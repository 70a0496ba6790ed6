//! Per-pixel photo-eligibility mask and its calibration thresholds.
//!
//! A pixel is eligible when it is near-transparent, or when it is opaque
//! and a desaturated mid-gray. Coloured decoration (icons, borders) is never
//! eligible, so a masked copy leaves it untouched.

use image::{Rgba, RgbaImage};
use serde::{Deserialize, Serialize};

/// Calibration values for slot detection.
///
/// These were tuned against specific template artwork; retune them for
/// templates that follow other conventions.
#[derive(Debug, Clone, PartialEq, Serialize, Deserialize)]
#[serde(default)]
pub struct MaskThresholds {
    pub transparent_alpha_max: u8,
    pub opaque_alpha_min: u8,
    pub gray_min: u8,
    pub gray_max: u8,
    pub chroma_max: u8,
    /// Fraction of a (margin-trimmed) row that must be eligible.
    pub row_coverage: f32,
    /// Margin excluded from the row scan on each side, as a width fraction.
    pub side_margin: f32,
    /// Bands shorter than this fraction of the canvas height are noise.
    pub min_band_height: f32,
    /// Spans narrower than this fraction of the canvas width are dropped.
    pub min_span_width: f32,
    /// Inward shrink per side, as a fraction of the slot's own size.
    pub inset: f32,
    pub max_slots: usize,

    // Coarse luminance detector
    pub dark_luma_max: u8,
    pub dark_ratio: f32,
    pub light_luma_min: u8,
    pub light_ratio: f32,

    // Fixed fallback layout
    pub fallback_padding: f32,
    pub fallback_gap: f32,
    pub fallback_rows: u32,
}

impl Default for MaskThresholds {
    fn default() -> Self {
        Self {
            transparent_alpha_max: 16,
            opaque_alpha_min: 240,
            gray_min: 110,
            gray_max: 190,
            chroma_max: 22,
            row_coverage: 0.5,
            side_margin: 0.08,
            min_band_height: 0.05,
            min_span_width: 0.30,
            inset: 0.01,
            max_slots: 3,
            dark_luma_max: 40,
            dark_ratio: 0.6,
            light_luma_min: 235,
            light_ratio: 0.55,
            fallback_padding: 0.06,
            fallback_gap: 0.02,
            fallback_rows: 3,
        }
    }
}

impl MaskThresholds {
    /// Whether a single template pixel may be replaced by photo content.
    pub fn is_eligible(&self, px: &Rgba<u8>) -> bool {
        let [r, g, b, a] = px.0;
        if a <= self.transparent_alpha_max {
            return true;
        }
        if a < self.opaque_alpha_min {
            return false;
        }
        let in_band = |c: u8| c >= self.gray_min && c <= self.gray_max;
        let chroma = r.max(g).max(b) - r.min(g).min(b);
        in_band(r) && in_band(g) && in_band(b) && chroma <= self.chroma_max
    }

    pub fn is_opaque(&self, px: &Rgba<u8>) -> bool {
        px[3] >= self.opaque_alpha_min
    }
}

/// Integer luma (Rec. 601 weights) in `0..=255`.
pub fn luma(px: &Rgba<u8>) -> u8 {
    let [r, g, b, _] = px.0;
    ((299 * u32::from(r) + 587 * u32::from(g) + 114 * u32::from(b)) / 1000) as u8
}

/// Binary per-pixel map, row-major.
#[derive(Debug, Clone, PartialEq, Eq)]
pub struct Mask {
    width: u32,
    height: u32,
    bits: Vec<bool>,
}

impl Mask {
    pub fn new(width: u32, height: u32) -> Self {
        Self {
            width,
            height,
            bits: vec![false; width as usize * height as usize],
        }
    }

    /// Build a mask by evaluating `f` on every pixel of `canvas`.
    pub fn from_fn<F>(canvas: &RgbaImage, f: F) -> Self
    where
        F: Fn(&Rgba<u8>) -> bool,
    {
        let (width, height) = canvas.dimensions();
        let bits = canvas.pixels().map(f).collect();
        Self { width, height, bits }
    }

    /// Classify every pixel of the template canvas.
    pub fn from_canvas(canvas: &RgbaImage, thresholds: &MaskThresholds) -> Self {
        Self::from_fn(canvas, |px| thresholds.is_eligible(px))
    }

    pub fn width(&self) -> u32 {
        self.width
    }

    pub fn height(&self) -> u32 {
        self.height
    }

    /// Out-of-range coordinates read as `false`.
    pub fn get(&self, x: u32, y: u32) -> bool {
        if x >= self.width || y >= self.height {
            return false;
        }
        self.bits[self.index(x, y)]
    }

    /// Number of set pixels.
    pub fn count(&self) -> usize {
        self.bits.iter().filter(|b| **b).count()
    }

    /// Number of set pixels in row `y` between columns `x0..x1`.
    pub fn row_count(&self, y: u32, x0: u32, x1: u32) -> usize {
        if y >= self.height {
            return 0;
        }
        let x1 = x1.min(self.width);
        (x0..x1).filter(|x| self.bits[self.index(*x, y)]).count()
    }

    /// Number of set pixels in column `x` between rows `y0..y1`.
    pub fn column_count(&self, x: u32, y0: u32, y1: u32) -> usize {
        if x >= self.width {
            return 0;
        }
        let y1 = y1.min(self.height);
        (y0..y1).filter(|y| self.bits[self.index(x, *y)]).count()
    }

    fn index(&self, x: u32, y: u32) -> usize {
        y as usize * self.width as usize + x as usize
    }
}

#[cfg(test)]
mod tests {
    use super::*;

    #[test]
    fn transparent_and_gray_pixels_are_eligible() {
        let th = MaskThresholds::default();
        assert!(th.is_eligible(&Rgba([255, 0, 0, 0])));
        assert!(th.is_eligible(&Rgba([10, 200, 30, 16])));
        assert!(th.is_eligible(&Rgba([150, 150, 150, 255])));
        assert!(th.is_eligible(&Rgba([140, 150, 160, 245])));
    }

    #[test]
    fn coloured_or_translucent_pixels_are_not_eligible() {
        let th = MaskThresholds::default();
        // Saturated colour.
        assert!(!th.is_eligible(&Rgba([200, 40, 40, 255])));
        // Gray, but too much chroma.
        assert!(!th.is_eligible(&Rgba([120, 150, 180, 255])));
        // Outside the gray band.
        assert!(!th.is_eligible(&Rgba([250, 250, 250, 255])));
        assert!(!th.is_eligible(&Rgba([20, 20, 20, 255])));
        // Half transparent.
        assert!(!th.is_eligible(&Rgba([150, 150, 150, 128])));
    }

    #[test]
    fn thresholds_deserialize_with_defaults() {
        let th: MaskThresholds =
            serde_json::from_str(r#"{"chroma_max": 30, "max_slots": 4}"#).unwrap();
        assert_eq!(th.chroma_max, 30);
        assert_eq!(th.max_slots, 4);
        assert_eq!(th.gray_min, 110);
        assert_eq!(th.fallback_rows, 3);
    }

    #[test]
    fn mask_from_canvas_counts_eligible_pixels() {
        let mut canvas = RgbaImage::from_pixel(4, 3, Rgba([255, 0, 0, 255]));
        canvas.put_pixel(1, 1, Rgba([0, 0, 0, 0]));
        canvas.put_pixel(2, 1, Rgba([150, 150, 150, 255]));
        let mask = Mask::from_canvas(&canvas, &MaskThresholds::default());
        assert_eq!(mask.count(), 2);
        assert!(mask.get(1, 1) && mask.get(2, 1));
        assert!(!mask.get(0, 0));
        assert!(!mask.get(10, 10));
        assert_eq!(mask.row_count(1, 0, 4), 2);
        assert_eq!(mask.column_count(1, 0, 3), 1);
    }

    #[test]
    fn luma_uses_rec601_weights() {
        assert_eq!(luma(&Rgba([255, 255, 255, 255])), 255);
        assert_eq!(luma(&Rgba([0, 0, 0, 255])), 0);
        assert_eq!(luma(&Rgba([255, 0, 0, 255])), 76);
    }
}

YOUR ASSIGNMENT: The entries above should be set down again exactly as they appear.

EXERCISE ANSWER:
repository 70a0496ba6790ed6
//! Per-pixel photo-eligibility mask and its calibration thresholds.
//!
//! A pixel is eligible when it is near-transparent, or when it is opaque
//! and a desaturated mid-gray. Coloured decoration (icons, borders) is never
//! eligible, so a masked copy leaves it untouched.

use image::{Rgba, RgbaImage};
use serde::{Deserialize, Serialize};

/// Calibration values for slot detection.
///
/// These were tuned against specific template artwork; retune them for
/// templates that follow other conventions.
#[derive(Debug, Clone, PartialEq, Serialize, Deserialize)]
#[serde(default)]
pub struct MaskThresholds {
    pub transparent_alpha_max: u8,
    pub opaque_alpha_min: u8,
    pub gray_min: u8,
    pub gray_max: u8,
    pub chroma_max: u8,
    /// Fraction of a (margin-trimmed) row that must be eligible.
    pub row_coverage: f32,
    /// Margin excluded from the row scan on each side, as a width fraction.
    pub side_margin: f32,
    /// Bands shorter than this fraction of the canvas height are noise.
    pub min_band_height: f32,
    /// Spans narrower than this fraction of the canvas width are dropped.
    pub min_span_width: f32,
    /// Inward shrink per side, as a fraction of the slot's own size.
    pub inset: f32,
    pub max_slots: usize,

    // Coarse luminance detector
    pub dark_luma_max: u8,
    pub dark_ratio: f32,
    pub light_luma_min: u8,
    pub light_ratio: f32,

    // Fixed fallback layout
    pub fallback_padding: f32,
    pub fallback_gap: f32,
    pub fallback_rows: u32,
}

impl Default for MaskThresholds {
    fn default() -> Self {
        Self {
            transparent_alpha_max: 16,
            opaque_alpha_min: 240,
            gray_min: 110,
            gray_max: 190,
            chroma_max: 22,
            row_coverage: 0.5,
            side_margin: 0.08,
            min_band_height: 0.05,
            min_span_width: 0.30,
            inset: 0.01,
            max_slots: 3,
            dark_luma_max: 40,
            dark_ratio: 0.6,
            light_luma_min: 235,
            light_ratio: 0.55,
            fallback_padding: 0.06,
            fallback_gap: 0.02,
            fallback_rows: 3,
        }
    }
}

impl MaskThresholds {
    /// Whether a single template pixel may be replaced by photo content.
    pub fn is_eligible(&self, px: &Rgba<u8>) -> bool {
        let [r, g, b, a] = px.0;
        if a <= self.transparent_alpha_max {
            return true;
        }
        if a < self.opaque_alpha_min {
            return false;
        }
        let in_band = |c: u8| c >= self.gray_min && c <= self.gray_max;
        let chroma = r.max(g).max(b) - r.min(g).min(b);
        in_band(r) && in_band(g) && in_band(b) && chroma <= self.chroma_max
    }

    pub fn is_opaque(&self, px: &Rgba<u8>) -> bool {
        px[3] >= self.opaque_alpha_min
    }
}

/// Integer luma (Rec. 601 weights) in `0..=255`.
pub fn luma(px: &Rgba<u8>) -> u8 {
    let [r, g, b, _] = px.0;
    ((299 * u32::from(r) + 587 * u32::from(g) + 114 * u32::from(b)) / 1000) as u8
}

/// Binary per-pixel map, row-major.
#[derive(Debug, Clone, PartialEq, Eq)]
pub struct Mask {
    width: u32,
    height: u32,
    bits: Vec<bool>,
}

impl Mask {
    pub fn new(width: u32, height: u32) -> Self {
        Self {
            width,
            height,
            bits: vec![false; width as usize * height as usize],
        }
    }

    /// Build a mask by evaluating `f` on every pixel of `canvas`.
    pub fn from_fn<F>(canvas: &RgbaImage, f: F) -> Self
    where
        F: Fn(&Rgba<u8>) -> bool,
    {
        let (width, height) = canvas.dimensions();
        let bits = canvas.pixels().map(f).collect();
        Self { width, height, bits }
    }

    /// Classify every pixel of the template canvas.
    pub fn from_canvas(canvas: &RgbaImage, thresholds: &MaskThresholds) -> Self {
        Self::from_fn(canvas, |px| thresholds.is_eligible(px))
    }

    pub fn width(&self) -> u32 {
        self.width
    }

    pub fn height(&self) -> u32 {
        self.height
    }

    /// Out-of-range coordinates read as `false`.
    pub fn get(&self, x: u32, y: u32) -> bool {
        if x >= self.width || y >= self.height {
            return false;
        }
        self.bits[self.index(x, y)]
    }

    /// Number of set pixels.
    pub fn count(&self) -> usize {
        self.bits.iter().filter(|b| **b).count()
    }

    /// Number of set pixels in row `y` between columns `x0..x1`.
    pub fn row_count(&self, y: u32, x0: u32, x1: u32) -> usize {
        if y >= self.height {
            return 0;
        }
        let x1 = x1.min(self.width);
        (x0..x1).filter(|x| self.bits[self.index(*x, y)]).count()
    }

    /// Number of set pixels in column `x` between rows `y0..y1`.
    pub fn column_count(&self, x: u32, y0: u32, y1: u32) -> usize {
        if x >= self.width {
            return 0;
        }
        let y1 = y1.min(self.height);
        (y0..y1).filter(|y| self.bits[self.index(x, *y)]).count()
    }

    fn index(&self, x: u32, y: u32) -> usize {
        y as usize * self.width as usize + x as usize
    }
}

#[cfg(test)]
mod tests {
    use super::*;

    #[test]
    fn transparent_and_gray_pixels_are_eligible() {
        let th = MaskThresholds::default();
        assert!(th.is_eligible(&Rgba([255, 0, 0, 0])));
        assert!(th.is_eligible(&Rgba([10, 200, 30, 16])));
        assert!(th.is_eligible(&Rgba([150, 150, 150, 255])));
        assert!(th.is_eligible(&Rgba([140, 150, 160, 245])));
    }

    #[test]
    fn coloured_or_translucent_pixels_are_not_eligible() {
        let th = MaskThresholds::default();
        // Saturated colour.
        assert!(!th.is_eligible(&Rgba([200, 40, 40, 255])));
        // Gray, but too much chroma.
        assert!(!th.is_eligible(&Rgba([120, 150, 180, 255])));
        // Outside the gray band.
        assert!(!th.is_eligible(&Rgba([250, 250, 250, 255])));
        assert!(!th.is_eligible(&Rgba([20, 20, 20, 255])));
        // Half transparent.
        assert!(!th.is_eligible(&Rgba([150, 150, 150, 128])));
    }

    #[test]
    fn thresholds_deserialize_with_defaults() {
        let th: MaskThresholds =
            serde_json::from_str(r#"{"chroma_max": 30, "max_slots": 4}"#).unwrap();
        assert_eq!(th.chroma_max, 30);
        assert_eq!(th.max_slots, 4);
        assert_eq!(th.gray_min, 110);
        assert_eq!(th.fallback_rows, 3);
    }

    #[test]
    fn mask_from_canvas_counts_eligible_pixels() {
        let mut canvas = RgbaImage::from_pixel(4, 3, Rgba([255, 0, 0, 255]));
        canvas.put_pixel(1, 1, Rgba([0, 0, 0, 0]));
        canvas.put_pixel(2, 1, Rgba([150, 150, 150, 255]));
        let mask = Mask::from_canvas(&canvas, &MaskThresholds::default());
        assert_eq!(mask.count(), 2);
        assert!(mask.get(1, 1) && mask.get(2, 1));
        assert!(!mask.get(0, 0));
        assert!(!mask.get(10, 10));
        assert_eq!(mask.row_count(1, 0, 4), 2);
        assert_eq!(mask.column_count(1, 0, 3), 1);
    }

    #[test]
    fn luma_uses_rec601_weights() {
        assert_eq!(luma(&Rgba([255, 255, 255, 255])), 255);
        assert_eq!(luma(&Rgba([0, 0, 0, 255])), 0);
        assert_eq!(luma(&Rgba([255, 0, 0, 255])), 76);
    }
}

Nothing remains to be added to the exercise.